■ EXERCISE PROMPT
Write out the full listing exactly as it appears below.

■ DATA UNDER STUDY
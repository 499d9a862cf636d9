//! In-process event bus backed by a `tokio::sync::broadcast` channel.
//!
//! [`EventBus`] is the central publish/subscribe hub for
//! [`PlatformEvent`]s. It is designed to be shared via `Arc<EventBus>`
//! across the application.

use chrono::{DateTime, Utc};
use serde::{Deserialize, Serialize};
use thumbforge_core::types::DbId;
use tokio::sync::broadcast;

// ---------------------------------------------------------------------------
// PlatformEvent
// ---------------------------------------------------------------------------

/// A domain event that occurred on the platform.
///
/// Constructed via [`PlatformEvent::new`] and enriched with the builder
/// methods [`with_source`](PlatformEvent::with_source),
/// [`with_actor`](PlatformEvent::with_actor), and
/// [`with_payload`](PlatformEvent::with_payload).
#[derive(Debug, Clone, Serialize, Deserialize)]
pub struct PlatformEvent {
    /// Dot-separated event name, e.g. `"generation.completed"`.
    pub event_type: String,

    /// Optional source entity kind (e.g. `"generation"`).
    pub source_entity_type: Option<String>,

    /// Optional source entity database id.
    pub source_entity_id: Option<DbId>,

    /// Optional id of the user that triggered the event.
    pub actor_user_id: Option<DbId>,

    /// Free-form JSON payload carrying event-specific data.
    pub payload: serde_json::Value,

    /// When the event was created (UTC).
    pub timestamp: DateTime<Utc>,
}

impl PlatformEvent {
    /// Create a new event with only the required `event_type`.
    pub fn new(event_type: impl Into<String>) -> Self {
        Self {
            event_type: event_type.into(),
            source_entity_type: None,
            source_entity_id: None,
            actor_user_id: None,
            payload: serde_json::Value::Object(Default::default()),
            timestamp: Utc::now(),
        }
    }

    /// Attach a source entity to the event.
    pub fn with_source(mut self, entity_type: impl Into<String>, entity_id: DbId) -> Self {
        self.source_entity_type = Some(entity_type.into());
        self.source_entity_id = Some(entity_id);
        self
    }

    /// Attach the acting user to the event.
    pub fn with_actor(mut self, user_id: DbId) -> Self {
        self.actor_user_id = Some(user_id);
        self
    }

    /// Set the JSON payload for the event.
    pub fn with_payload(mut self, payload: serde_json::Value) -> Self {
        self.payload = payload;
        self
    }
}

// ---------------------------------------------------------------------------
// EventBus
// ---------------------------------------------------------------------------

/// Default buffer capacity for the broadcast channel.
const DEFAULT_CAPACITY: usize = 1024;

/// In-process fan-out event bus.
///
/// Wraps a [`broadcast::Sender`] so that any number of subscribers can
/// independently receive every published [`PlatformEvent`].
pub struct EventBus {
    sender: broadcast::Sender<PlatformEvent>,
}

impl EventBus {
    /// Create a bus with a specific channel capacity.
    ///
    /// When the buffer is full, the oldest un-consumed messages are
    /// dropped and slow receivers will observe a `RecvError::Lagged`.
    pub fn new(capacity: usize) -> Self {
        let (sender, _) = broadcast::channel(capacity);
        Self { sender }
    }

    /// Publish an event to all current subscribers.
    ///
    /// If there are no active subscribers the event is silently
    /// dropped. The persistence layer (when subscribed) ensures
    /// database capture.
    pub fn publish(&self, event: PlatformEvent) {
        // Ignore the SendError — it only means there are zero receivers.
        let _ = self.sender.send(event);
    }

    /// Create a new subscription receiving all future events.
    pub fn subscribe(&self) -> broadcast::Receiver<PlatformEvent> {
        self.sender.subscribe()
    }
}

impl Default for EventBus {
    fn default() -> Self {
        Self::new(DEFAULT_CAPACITY)
    }
}

// ---------------------------------------------------------------------------
// Tests
// ---------------------------------------------------------------------------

■ ANSWER TO THIS TASK
repository 499d9a862cf636d9
//! In-process event bus backed by a `tokio::sync::broadcast` channel.
//!
//! [`EventBus`] is the central publish/subscribe hub for
//! [`PlatformEvent`]s. It is designed to be shared via `Arc<EventBus>`
//! across the application.

use chrono::{DateTime, Utc};
use serde::{Deserialize, Serialize};
use thumbforge_core::types::DbId;
use tokio::sync::broadcast;

// ---------------------------------------------------------------------------
// PlatformEvent
// ---------------------------------------------------------------------------

/// A domain event that occurred on the platform.
///
/// Constructed via [`PlatformEvent::new`] and enriched with the builder
/// methods [`with_source`](PlatformEvent::with_source),
/// [`with_actor`](PlatformEvent::with_actor), and
/// [`with_payload`](PlatformEvent::with_payload).
#[derive(Debug, Clone, Serialize, Deserialize)]
pub struct PlatformEvent {
    /// Dot-separated event name, e.g. `"generation.completed"`.
    pub event_type: String,

    /// Optional source entity kind (e.g. `"generation"`).
    pub source_entity_type: Option<String>,

    /// Optional source entity database id.
    pub source_entity_id: Option<DbId>,

    /// Optional id of the user that triggered the event.
    pub actor_user_id: Option<DbId>,

    /// Free-form JSON payload carrying event-specific data.
    pub payload: serde_json::Value,

    /// When the event was created (UTC).
    pub timestamp: DateTime<Utc>,
}

impl PlatformEvent {
    /// Create a new event with only the required `event_type`.
    pub fn new(event_type: impl Into<String>) -> Self {
        Self {
            event_type: event_type.into(),
            source_entity_type: None,
            source_entity_id: None,
            actor_user_id: None,
            payload: serde_json::Value::Object(Default::default()),
            timestamp: Utc::now(),
        }
    }

    /// Attach a source entity to the event.
    pub fn with_source(mut self, entity_type: impl Into<String>, entity_id: DbId) -> Self {
        self.source_entity_type = Some(entity_type.into());
        self.source_entity_id = Some(entity_id);
        self
    }

    /// Attach the acting user to the event.
    pub fn with_actor(mut self, user_id: DbId) -> Self {
        self.actor_user_id = Some(user_id);
        self
    }

    /// Set the JSON payload for the event.
    pub fn with_payload(mut self, payload: serde_json::Value) -> Self {
        self.payload = payload;
        self
    }
}

// ---------------------------------------------------------------------------
// EventBus
// ---------------------------------------------------------------------------

/// Default buffer capacity for the broadcast channel.
const DEFAULT_CAPACITY: usize = 1024;

/// In-process fan-out event bus.
///
/// Wraps a [`broadcast::Sender`] so that any number of subscribers can
/// independently receive every published [`PlatformEvent`].
pub struct EventBus {
    sender: broadcast::Sender<PlatformEvent>,
}

impl EventBus {
    /// Create a bus with a specific channel capacity.
    ///
    /// When the buffer is full, the oldest un-consumed messages are
    /// dropped and slow receivers will observe a `RecvError::Lagged`.
    pub fn new(capacity: usize) -> Self {
        let (sender, _) = broadcast::channel(capacity);
        Self { sender }
    }

    /// Publish an event to all current subscribers.
    ///
    /// If there are no active subscribers the event is silently
    /// dropped. The persistence layer (when subscribed) ensures
    /// database capture.
    pub fn publish(&self, event: PlatformEvent) {
        // Ignore the SendError — it only means there are zero receivers.
        let _ = self.sender.send(event);
    }

    /// Create a new subscription receiving all future events.
    pub fn subscribe(&self) -> broadcast::Receiver<PlatformEvent> {
        self.sender.subscribe()
    }
}

impl Default for EventBus {
    fn default() -> Self {
        Self::new(DEFAULT_CAPACITY)
    }
}

// ---------------------------------------------------------------------------
// Tests
// ---------------------------------------------------------------------------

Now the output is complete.